By Sam Blum '18
Just over a year ago, Wesleyan had its first-ever Thon, a marathon dancing event found at many college campuses where students spend hours upon hours on their feet dancing as a means to fundraise for the fight against pediatric cancer. The event's Wesleyan iteration was started by the men's wrestling team and was successful in its own right, raising $10,000 for the Connecticut Children's Medical Center (CCMC) in Hartford . This successful marathon would help set the stage for the even greater triumph that was this year's Wesleyan Thon.
A board member for this year's WesThon, Dana Mitchell '18, was a late addition to last year's event, being asked to participate as part of the women's lacrosse team. As a member of her team, Dana engaged with a draftee of Team Impact, an organization that drafts children with serious illnesses onto collegiate athletic teams. As a means of supporting her adopted teammate's struggle with cancer, Dana attended HuskyTHON, the largest dance marathon of its ilk in the region, which took place at the University of Connecticut on February 18th. "I went to HuskyTHON to support her," said Dana, "and I thought 'Oh my gosh, this is such a great event.' I wanted to get started with this at Wesleyan, and get her to come… so I joined [the board] and worked to get my teammates more involved."
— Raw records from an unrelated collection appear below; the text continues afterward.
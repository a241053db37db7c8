// ============================================================================
// dpg-cli/src/error.rs
// ============================================================================
//
// CLI ERROR HANDLING: Result alias and error presentation
//
// The CLI reuses dpg-core's error type. Every error that reaches main is
// printed once to stderr and ends the process with exit status 1.

use console::style;
use dpg_core::{CoreError, CoreResult};

/// Type alias for CLI results using CoreError.
pub type CliResult<T> = CoreResult<T>;

/// Exit status for any unrecoverable error.
pub const FAILURE_EXIT_CODE: i32 = 1;

/// Renders an error for the terminal, with the failing command's exit code
/// when there is one.
pub fn render_error(error: &CoreError) -> String {
    let mut message = format!("{} {error}", style("Error:").red().bold());
    if let Some(code) = error.exit_code() {
        message.push_str(&format!(" (exit code {code})"));
    }
    message
}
Dana was part of a ten-person organizational board that prepared for the event, which was held at Psi Upsilon on April 8th. Thanks to the passion and hard work of Dana and students like her, the six-hour dance marathon was very successful. "The turnout was amazing," Dana said. "We had over 220 people sign up online, and even more ended up showing up." Amazing is certainly a good word for it; Thon raised over $20,000 for the CCMC. But that wasn't the only great thing Thon was able to accomplish this year.
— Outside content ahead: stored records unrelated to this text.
impl AudioEncodeSpec {
    pub fn from_stream(input: impl Into<PathBuf>, index: usize, output: impl Into<PathBuf>) -> Self {
        Self {
            source: AudioSource::Stream {
                input: input.into(),
                index,
            },
            output: output.into(),
        }
    }

    /// Same encode with the source replaced by `duration_secs` of silence.
    pub fn with_silence(&self, duration_secs: f64) -> CoreResult<Self> {
        if !duration_secs.is_finite() || duration_secs < 0.0 {
            return Err(CoreError::Validation(format!(
                "invalid silence duration {duration_secs}"
            )));
        }
        Ok(Self {
            source: AudioSource::Silence { duration_secs },
            output: self.output.clone(),
        })
    }

    pub fn source(&self) -> &AudioSource {
        &self.source
    }

    pub fn output(&self) -> &Path {
        &self.output
    }

    pub fn to_args(&self) -> Vec<String> {
        let mut args = base_args();
        match &self.source {
            AudioSource::Stream { input, index } => {
                args.push("-i".to_string());
                args.push(path_arg(input));
                args.push("-map".to_string());
                args.push(format!("0:a:{index}"));
            }
            AudioSource::Silence { duration_secs } => {
                push_all(&mut args, &["-f", "lavfi", "-i"]);
                args.push(format!(
                    "anullsrc=channel_layout=stereo:sample_rate={AUDIO_SAMPLE_RATE}"
                ));
                args.push("-t".to_string());
                args.push(duration_secs.to_string());
            }
        }
        push_all(&mut args, &["-c:a", "mp2", "-b:a"]);
        args.push(format!("{AUDIO_BITRATE_KBPS}k"));
        push_all(&mut args, &["-ac", "2", "-ar"]);
        args.push(AUDIO_SAMPLE_RATE.to_string());
        push_all(&mut args, &["-f", "data"]);
        args.push(path_arg(&self.output));
        args
    }
}

// ============================================================================
// SCREENSHOT
// ============================================================================

/// Single BMP frame grabbed at a given position of a video.
#[derive(Debug, Clone, PartialEq)]
pub struct ScreenshotSpec {
    input: PathBuf,
    output: PathBuf,
    position_secs: u64,
}

impl ScreenshotSpec {
    pub fn new(input: impl Into<PathBuf>, position_secs: u64, output: impl Into<PathBuf>) -> Self {
        Self {
            input: input.into(),
            output: output.into(),
            position_secs,
        }
    }

    pub fn output(&self) -> &Path {
        &self.output
    }

    pub fn to_args(&self) -> Vec<String> {
        let mut args = base_args();
        args.push("-ss".to_string());
        args.push(self.position_secs.to_string());
        args.push("-i".to_string());
        args.push(path_arg(&self.input));
        push_all(&mut args, &["-frames:v", "1", "-f", "image2", "-c:v", "bmp"]);
        args.push(path_arg(&self.output));
        args
    }
}

/// Renders a command line for logs and error messages, quoting arguments
/// that a POSIX shell would split or expand.
pub fn render_command_line(program: &str, args: &[String]) -> String {
    std::iter::once(program.to_string())
        .chain(args.iter().map(|arg| shell_quote(arg)))
        .collect::<Vec<_>>()
        .join(" ")
}

fn shell_quote(arg: &str) -> String {
    let safe = !arg.is_empty()
        && arg
            .chars()
            .all(|c| c.is_ascii_alphanumeric() || "-_./:=+,@%".contains(c));
    if safe {
        arg.to_string()
    } else {
        format!("'{}'", arg.replace('\'', r"'\''"))
    }
}

#[cfg(test)]
mod tests {
    use super::*;

    fn video_spec() -> VideoEncodeSpec {
        VideoEncodeSpec::builder("/in/movie.mkv", "/tmp/job/video.mpg")
            .dimensions(VideoDimensions { width: 256, height: 144 })
            .build()
            .unwrap()
    }

    fn value_after<'a>(args: &'a [String], flag: &str) -> Option<&'a str> {
        args.iter()
            .position(|a| a == flag)
            .and_then(|i| args.get(i + 1))
            .map(String::as_str)
    }

    #[test]
    fn test_video_filter_chain_empty() {
        assert_eq!(VideoFilterChain::new().build(), None);
    }

    #[test]
    fn test_video_filter_chain_empty_filters_ignored() {
        let chain = VideoFilterChain::new()
            .add_filter("")
            .add_filter("scale=256:144")
            .add_filter(String::new());
        assert_eq!(chain.build(), Some("scale=256:144".to_string()));
    }

    #[test]
    fn test_video_args() {
        let args = video_spec().to_args();
        assert_eq!(&args[..3], &["-hide_banner", "-nostdin", "-y"]);
        assert_eq!(value_after(&args, "-i"), Some("/in/movie.mkv"));
        assert_eq!(value_after(&args, "-map"), Some("0:v:0"));
        assert_eq!(value_after(&args, "-r"), Some("24"));
        assert_eq!(value_after(&args, "-sws_flags"), Some("lanczos"));
        assert_eq!(value_after(&args, "-vf"), Some("scale=256:144,pad=256:192:0:24"));
        assert_eq!(value_after(&args, "-c:v"), Some("mpeg1video"));
        assert_eq!(value_after(&args, "-b:v"), Some("256k"));
        assert_eq!(value_after(&args, "-cmp"), Some("2"));
        assert_eq!(value_after(&args, "-f"), Some("data"));
        assert_eq!(args.last().unwrap(), "/tmp/job/video.mpg");
        assert!(!args.contains(&"-strict".to_string()));
        assert!(!args.contains(&"-stream_loop".to_string()));
        assert!(!args.contains(&"-t".to_string()));
    }

    #[test]
    fn test_high_quality_preset() {
        let args = VideoEncodeSpec::builder("a.mkv", "v.mpg")
            .quality(VideoQuality::High)
            .build()
            .unwrap()
            .to_args();
        assert_eq!(value_after(&args, "-cmp"), Some("6"));
        assert_eq!(value_after(&args, "-dia_size"), Some("3"));
        assert_eq!(value_after(&args, "-last_pred"), Some("3"));
        assert_eq!(value_after(&args, "-trellis"), Some("1"));
    }

    #[test]
    fn test_unofficial_framerate_needs_strict() {
        let args = VideoEncodeSpec::builder("a.mkv", "v.mpg")
            .framerate(Framerate::new(15.0).unwrap())
            .build()
            .unwrap()
            .to_args();
        assert_eq!(value_after(&args, "-r"), Some("15"));
        assert_eq!(value_after(&args, "-strict"), Some("unofficial"));
    }

    #[test]
    fn test_subtitle_filter_follows_padding() {
        let args = VideoEncodeSpec::builder("a.mkv", "v.mpg")
            .subtitles(Some("subtitles=filename=a.mkv:stream_index=0".to_string()))
            .build()
            .unwrap()
            .to_args();
        assert_eq!(
            value_after(&args, "-vf"),
            Some("scale=256:192,pad=256:192:0:0,subtitles=filename=a.mkv:stream_index=0")
        );
    }

    #[test]
    fn test_invalid_geometry_is_rejected_at_build() {
        let err = VideoEncodeSpec::builder("a.mkv", "v.mpg")
            .dimensions(VideoDimensions { width: 256, height: 107 })
            .build()
            .unwrap_err();
        assert!(matches!(err, CoreError::Validation(_)));
    }

    #[test]
    fn test_looped_spec_is_derived_copy() {
        let base = video_spec();
        let looped = base.looped(30.0).unwrap();
        assert_eq!(base.loop_duration(), None);
        assert_eq!(looped.loop_duration(), Some(30.0));

        let args = looped.to_args();
        let loop_pos = args.iter().position(|a| a == "-stream_loop").unwrap();
        let input_pos = args.iter().position(|a| a == "-i").unwrap();
        assert!(loop_pos < input_pos);
        assert_eq!(args[loop_pos + 1], "-1");
        assert_eq!(value_after(&args, "-t"), Some("30"));
        assert_eq!(args.last(), base.to_args().last());
        assert!(base.looped(0.0).is_err());
    }

    #[test]
    fn test_audio_args() {
        let spec = AudioEncodeSpec::from_stream("/in/movie.mkv", 1, "/tmp/job/audio.mp2");
        let args = spec.to_args();
        assert_eq!(value_after(&args, "-i"), Some("/in/movie.mkv"));
        assert_eq!(value_after(&args, "-map"), Some("0:a:1"));
        assert_eq!(value_after(&args, "-c:a"), Some("mp2"));
        assert_eq!(value_after(&args, "-b:a"), Some("128k"));
        assert_eq!(value_after(&args, "-ac"), Some("2"));
        assert_eq!(value_after(&args, "-ar"), Some("32000"));
        assert_eq!(value_after(&args, "-f"), Some("data"));
        assert_eq!(args.last().unwrap(), "/tmp/job/audio.mp2");
    }

    #[test]
    fn test_silent_audio_args() {
        let base = AudioEncodeSpec::from_stream("/in/movie.mkv", 0, "audio.mp2");
        let silent = base.with_silence(30.125).unwrap();
        assert_eq!(silent.source(), &AudioSource::Silence { duration_secs: 30.125 });
        assert_eq!(silent.output(), base.output());

        let args = silent.to_args();
        assert_eq!(value_after(&args, "-f"), Some("lavfi"));
        assert_eq!(
            value_after(&args, "-i"),
            Some("anullsrc=channel_layout=stereo:sample_rate=32000")
        );
        assert_eq!(value_after(&args, "-t"), Some("30.125"));
        assert!(!args.contains(&"-map".to_string()));
        assert!(!args.contains(&"/in/movie.mkv".to_string()));
        assert!(base.with_silence(f64::NAN).is_err());
    }

    #[test]
    fn test_screenshot_args() {
        let args = ScreenshotSpec::new("video.mpg", 4, "shot.bmp").to_args();
        let ss_pos = args.iter().position(|a| a == "-ss").unwrap();
        let input_pos = args.iter().position(|a| a == "-i").unwrap();
        assert!(ss_pos < input_pos);
        assert_eq!(args[ss_pos + 1], "4");
        assert_eq!(value_after(&args, "-frames:v"), Some("1"));
        assert_eq!(args.last().unwrap(), "shot.bmp");
    }

    #[test]
    fn test_render_command_line() {
        let args = vec![
            "-i".to_string(),
            "/films/World - 2.mp4".to_string(),
            "-vf".to_string(),
            "scale=256:144".to_string(),
            "it's".to_string(),
        ];
        assert_eq!(
            render_command_line("ffmpeg", &args),
            r"ffmpeg -i '/films/World - 2.mp4' -vf scale=256:144 'it'\''s'"
        );
    }
}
Three kids from the CCMC were guests of honor at WesThon. In the hopes of making this experience a meaningful and fun one for them, the Thon team added crafts and games for the kids to enjoy if all that dancing started to wear them out. "It was really catered to those kids, making it all about them and having fun with them." And Dana isn't afraid to boast for a good cause. "They said they had more fun with us than at HuskyTHON," she said with a noticeable smile. The thousands of dollars raised are surely a sign of the dedication and care behind this event, but so is this evident pride in a job well done, in brightening the lives of special kids.